What the task requires:
A complete, exact copy of the records below is the required result.

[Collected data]

// Copyright 2025 Fernando Borretti
//
// Licensed under the Apache License, Version 2.0 (the "License");
// you may not use this file except in compliance with the License.
// You may obtain a copy of the License at
//
//     http://www.apache.org/licenses/LICENSE-2.0
//
// Unless required by applicable law or agreed to in writing, software
// distributed under the License is distributed on an "AS IS" BASIS,
// WITHOUT WARRANTIES OR CONDITIONS OF ANY KIND, either express or implied.
// See the License for the specific language governing permissions and
// limitations under the License.

use std::process::ExitCode;

use phrasecards::cli::entrypoint;

fn main() -> ExitCode {
    env_logger::init();
    match entrypoint() {
        Ok(_) => ExitCode::SUCCESS,
        Err(e) => {
            eprintln!("{e}");
            ExitCode::FAILURE
        }
    }
}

Written answer:
// Copyright 2025 Fernando Borretti
//
// Licensed under the Apache License, Version 2.0 (the "License");
// you may not use this file except in compliance with the License.
// You may obtain a copy of the License at
//
//     http://www.apache.org/licenses/LICENSE-2.0
//
// Unless required by applicable law or agreed to in writing, software
// distributed under the License is distributed on an "AS IS" BASIS,
// WITHOUT WARRANTIES OR CONDITIONS OF ANY KIND, either express or implied.
// See the License for the specific language governing permissions and
// limitations under the License.

use std::process::ExitCode;

use phrasecards::cli::entrypoint;

fn main() -> ExitCode {
    env_logger::init();
    match entrypoint() {
        Ok(_) => ExitCode::SUCCESS,
        Err(e) => {
            eprintln!("{e}");
            ExitCode::FAILURE
        }
    }
}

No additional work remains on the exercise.